WHAT TO WORK ON = Determine how many lines below contain the string "Shape" and give that number without anything else.

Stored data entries
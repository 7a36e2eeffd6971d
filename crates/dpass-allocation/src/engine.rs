use dpass_schemas::{
    CapacityTable, EntryId, GateId, GateLayout, PassEntry, PassRecord, PerCategory, TotalsRecord,
};

use crate::{
    CapacityError, CategoryLedger, Decision, DerivedAllocationView, Distribution, MobileField,
    Rejection, ValidationError,
};

// ---------------------------------------------------------------------------
// Aggregation
// ---------------------------------------------------------------------------

/// Sum `pass_count` per (category, gate) over `entries`.
///
/// Entries with a missing category or gate, a gate outside `layout`, or a
/// non-positive count contribute nothing. They should never have been
/// committed, but a bad record must not break aggregation.
pub fn compute_distribution(entries: &[PassEntry], layout: &GateLayout) -> Distribution {
    distribution_excluding(entries, layout, None)
}

fn distribution_excluding(
    entries: &[PassEntry],
    layout: &GateLayout,
    exclude: Option<&EntryId>,
) -> Distribution {
    let mut dist = Distribution::zeroed(layout);
    for entry in entries {
        if exclude == Some(&entry.id) {
            continue;
        }
        let Some(gate) = entry.gate_id() else {
            continue;
        };
        if entry.pass_count() <= 0 {
            continue;
        }
        dist.add(gate, entry.pass_count());
    }
    dist
}

/// Recompute the full derived view from one (entries, capacity) snapshot.
///
/// The layout is taken from `capacity` so every row lines up.
pub fn build_view(entries: &[PassEntry], capacity: &CapacityTable) -> DerivedAllocationView {
    let layout = *capacity.layout();
    let dist = compute_distribution(entries, &layout);

    let ledgers = PerCategory::from_fn(|c| {
        let cap = capacity.row(c).to_vec();
        let distributed = dist.row(c).to_vec();
        let balance = cap
            .iter()
            .zip(distributed.iter())
            .map(|(t, d)| t.saturating_sub(*d))
            .collect();
        CategoryLedger {
            capacity: cap,
            distributed,
            balance,
        }
    });

    DerivedAllocationView { layout, ledgers }
}

// ---------------------------------------------------------------------------
// Shape checks
// ---------------------------------------------------------------------------

const MOBILE_DIGITS: usize = 10;

fn check_mobile(field: MobileField, value: &Option<String>) -> Result<(), ValidationError> {
    let Some(raw) = value else {
        return Ok(());
    };
    let t = raw.trim();
    if t.is_empty() {
        return Ok(());
    }
    if t.len() == MOBILE_DIGITS && t.bytes().all(|b| b.is_ascii_digit()) {
        Ok(())
    } else {
        Err(ValidationError::InvalidMobile {
            field,
            value: raw.clone(),
        })
    }
}

/// Shape-check a candidate record and return its gate.
///
/// Checks run in a fixed order so the first failure reported is stable:
/// name, category, gate, gate range, count, mobiles.
pub fn validate_record(record: &PassRecord, layout: &GateLayout) -> Result<GateId, ValidationError> {
    if record.recipient_name.trim().is_empty() {
        return Err(ValidationError::EmptyRecipientName);
    }
    let Some(category) = record.category else {
        return Err(ValidationError::MissingCategory);
    };
    let Some(gate_no) = record.gate else {
        return Err(ValidationError::MissingGate);
    };
    let gate = GateId {
        category,
        gate: gate_no,
    };
    if !layout.contains(gate) {
        return Err(ValidationError::GateOutOfRange {
            gate,
            slots: layout.slots(category),
        });
    }
    if record.pass_count <= 0 {
        return Err(ValidationError::NonPositivePassCount {
            pass_count: record.pass_count,
        });
    }
    check_mobile(MobileField::Recipient, &record.recipient_mobile)?;
    check_mobile(MobileField::Messenger, &record.messenger_mobile)?;
    Ok(gate)
}

// ---------------------------------------------------------------------------
// Mutation gates
// ---------------------------------------------------------------------------

/// Gate a new or edited entry against the capacity invariant.
///
/// When `replacing` names an existing entry, that entry's current
/// contribution is left out of the distribution before the headroom check,
/// so an edit is only measured against everyone else's claims.
pub fn validate_mutation(
    candidate: &PassRecord,
    entries: &[PassEntry],
    capacity: &CapacityTable,
    replacing: Option<&EntryId>,
) -> Decision {
    let layout = *capacity.layout();
    let gate = match validate_record(candidate, &layout) {
        Ok(g) => g,
        Err(e) => return Decision::Rejected(e.into()),
    };

    let dist = distribution_excluding(entries, &layout, replacing);
    let distributed = dist.get(gate);
    let total = capacity.get(gate);

    let fits = candidate
        .pass_count
        .checked_add(distributed)
        .map(|claimed| claimed <= total)
        .unwrap_or(false);

    if fits {
        Decision::Accepted
    } else {
        Decision::Rejected(Rejection::Capacity(CapacityError::InsufficientHeadroom {
            gate,
            requested: candidate.pass_count,
            available: total.saturating_sub(distributed).max(0),
        }))
    }
}
//! In-process stores.
//!
//! Both stores keep their state behind a `std::sync::Mutex` (no lock is held
//! across an `.await` or a callback) and stamp every change with the next
//! revision. [`MemoryEntryStore::fail_next`] and
//! [`MemoryTotalsRegistry::fail_next`] queue errors returned by upcoming
//! operations in FIFO order, without touching state.

use std::collections::{BTreeMap, VecDeque};
use std::sync::{Arc, Mutex};

use async_trait::async_trait;
use dpass_schemas::{EntryId, GateLayout, PassEntry, PassRecord, TotalsRecord};
use tracing::{debug, warn};
use uuid::Uuid;

use crate::subscription::{lock, Listener, Listeners};
use crate::{
    EntryCallback, EntrySnapshot, EntryStore, StoreError, Subscription, TotalsCallback,
    TotalsRegistry, TotalsSnapshot,
};

// ---------------------------------------------------------------------------
// Entry store
// ---------------------------------------------------------------------------

struct EntryState {
    revision: u64,
    /// Insertion order, so snapshots list entries in creation order.
    order: Vec<EntryId>,
    docs: BTreeMap<EntryId, PassRecord>,
    faults: VecDeque<StoreError>,
}

impl EntryState {
    fn snapshot(&self) -> EntrySnapshot {
        let entries = self
            .order
            .iter()
            .filter_map(|id| {
                self.docs.get(id).map(|r| PassEntry {
                    id: id.clone(),
                    record: r.clone(),
                })
            })
            .collect();
        EntrySnapshot {
            revision: self.revision,
            entries,
        }
    }

    fn take_fault(&mut self, op: &'static str) -> Result<(), StoreError> {
        match self.faults.pop_front() {
            Some(err) => {
                warn!(op, error = %err, "entry store: injected failure");
                Err(err)
            }
            None => Ok(()),
        }
    }
}

pub struct MemoryEntryStore {
    state: Mutex<EntryState>,
    listeners: Listeners<EntrySnapshot>,
}

impl Default for MemoryEntryStore {
    fn default() -> Self {
        Self::new()
    }
}

impl MemoryEntryStore {
    pub fn new() -> Self {
        Self {
            state: Mutex::new(EntryState {
                revision: 0,
                order: Vec::new(),
                docs: BTreeMap::new(),
                faults: VecDeque::new(),
            }),
            listeners: Listeners::new(),
        }
    }

    /// Store pre-populated with `entries` at revision 1.
    pub fn with_entries(entries: Vec<PassEntry>) -> Self {
        let store = Self::new();
        {
            let mut st = lock(&store.state);
            for e in entries {
                if st.docs.insert(e.id.clone(), e.record).is_none() {
                    st.order.push(e.id);
                }
            }
            st.revision = 1;
        }
        store
    }

    /// Make the next operation fail with `err` without changing state.
    pub fn fail_next(&self, err: StoreError) {
        lock(&self.state).faults.push_back(err);
    }

    pub fn revision(&self) -> u64 {
        lock(&self.state).revision
    }

    pub fn subscriber_count(&self) -> usize {
        self.listeners.len()
    }

    /// Fault check, mutation and revision bump under one lock. Listeners
    /// run after it is released. Nothing changes when `mutate` fails.
    fn commit<R>(
        &self,
        op: &'static str,
        mutate: impl FnOnce(&mut EntryState) -> Result<R, StoreError>,
    ) -> Result<(R, EntrySnapshot), StoreError> {
        let (out, snap) = {
            let mut st = lock(&self.state);
            st.take_fault(op)?;
            let out = mutate(&mut st)?;
            st.revision += 1;
            (out, st.snapshot())
        };
        self.listeners.emit(&snap);
        Ok((out, snap))
    }
}

#[async_trait]
impl EntryStore for MemoryEntryStore {
    async fn list(&self) -> Result<EntrySnapshot, StoreError> {
        let mut st = lock(&self.state);
        st.take_fault("list")?;
        Ok(st.snapshot())
    }

    async fn create(&self, record: PassRecord) -> Result<(EntryId, u64), StoreError> {
        let id = EntryId::new(Uuid::new_v4().to_string());
        let ((), snap) = self.commit("create", |st| {
            st.order.push(id.clone());
            st.docs.insert(id.clone(), record);
            Ok(())
        })?;
        debug!(entry_id = %id, revision = snap.revision, "entry created");
        Ok((id, snap.revision))
    }

    async fn update(&self, id: &EntryId, record: PassRecord) -> Result<u64, StoreError> {
        let ((), snap) = self.commit("update", |st| match st.docs.get_mut(id) {
            Some(doc) => {
                *doc = record;
                Ok(())
            }
            None => Err(StoreError::NotFound(format!("entry {id}"))),
        })?;
        debug!(entry_id = %id, revision = snap.revision, "entry replaced");
        Ok(snap.revision)
    }

    async fn delete(&self, id: &EntryId) -> Result<u64, StoreError> {
        let ((), snap) = self.commit("delete", |st| {
            if st.docs.remove(id).is_none() {
                return Err(StoreError::NotFound(format!("entry {id}")));
            }
            st.order.retain(|x| x != id);
            Ok(())
        })?;
        debug!(entry_id = %id, revision = snap.revision, "entry deleted");
        Ok(snap.revision)
    }

    fn subscribe(&self, callback: EntryCallback) -> Subscription {
        let callback: Listener<EntrySnapshot> = Arc::from(callback);
        // Registered under the state lock so no commit falls between the
        // initial snapshot and the first delivery.
        let (sub, current) = {
            let st = lock(&self.state);
            (self.listeners.add(Arc::clone(&callback)), st.snapshot())
        };
        callback(current);
        sub
    }
}

// ---------------------------------------------------------------------------
// Totals registry
// ---------------------------------------------------------------------------

struct TotalsState {
    revision: u64,
    record: Option<TotalsRecord>,
    faults: VecDeque<StoreError>,
}

impl TotalsState {
    fn snapshot(&self) -> TotalsSnapshot {
        TotalsSnapshot {
            revision: self.revision,
            record: self.record.clone(),
        }
    }

    fn take_fault(&mut self, op: &'static str) -> Result<(), StoreError> {
        match self.faults.pop_front() {
            Some(err) => {
                warn!(op, error = %err, "totals registry: injected failure");
                Err(err)
            }
            None => Ok(()),
        }
    }
}

pub struct MemoryTotalsRegistry {
    state: Mutex<TotalsState>,
    listeners: Listeners<TotalsSnapshot>,
}

impl Default for MemoryTotalsRegistry {
    fn default() -> Self {
        Self::new()
    }
}

impl MemoryTotalsRegistry {
    /// Uninitialised registry: no document until the first write.
    pub fn new() -> Self {
        Self {
            state: Mutex::new(TotalsState {
                revision: 0,
                record: None,
                faults: VecDeque::new(),
            }),
            listeners: Listeners::new(),
        }
    }

    /// Registry holding `record` at revision 1.
    pub fn with_record(record: TotalsRecord) -> Self {
        let reg = Self::new();
        {
            let mut st = lock(&reg.state);
            st.record = Some(record);
            st.revision = 1;
        }
        reg
    }

    pub fn fail_next(&self, err: StoreError) {
        lock(&self.state).faults.push_back(err);
    }

    pub fn revision(&self) -> u64 {
        lock(&self.state).revision
    }

    pub fn subscriber_count(&self) -> usize {
        self.listeners.len()
    }
}

#[async_trait]
impl TotalsRegistry for MemoryTotalsRegistry {
    async fn get(&self) -> Result<TotalsSnapshot, StoreError> {
        let mut st = lock(&self.state);
        st.take_fault("get")?;
        Ok(st.snapshot())
    }

    async fn get_or_init(&self, layout: &GateLayout) -> Result<TotalsRecord, StoreError> {
        let (record, written) = {
            let mut st = lock(&self.state);
            st.take_fault("get_or_init")?;
            match &st.record {
                Some(r) => (r.clone(), None),
                None => {
                    let r = TotalsRecord::zeroed(layout);
                    st.record = Some(r.clone());
                    st.revision += 1;
                    (r, Some(st.snapshot()))
                }
            }
        };
        if let Some(snap) = written {
            debug!(revision = snap.revision, "totals registry initialised to zero");
            self.listeners.emit(&snap);
        }
        Ok(record)
    }

    async fn set(&self, record: TotalsRecord) -> Result<u64, StoreError> {
        let snap = {
            let mut st = lock(&self.state);
            st.take_fault("set")?;
            st.record = Some(record);
            st.revision += 1;
            st.snapshot()
        };
        debug!(revision = snap.revision, "totals replaced");
        self.listeners.emit(&snap);
        Ok(snap.revision)
    }

    fn subscribe(&self, callback: TotalsCallback) -> Subscription {
        let callback: Listener<TotalsSnapshot> = Arc::from(callback);
        let (sub, current) = {
            let st = lock(&self.state);
            (self.listeners.add(Arc::clone(&callback)), st.snapshot())
        };
        callback(current);
        sub
    }
}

OUTPUT OF THE TASK = 2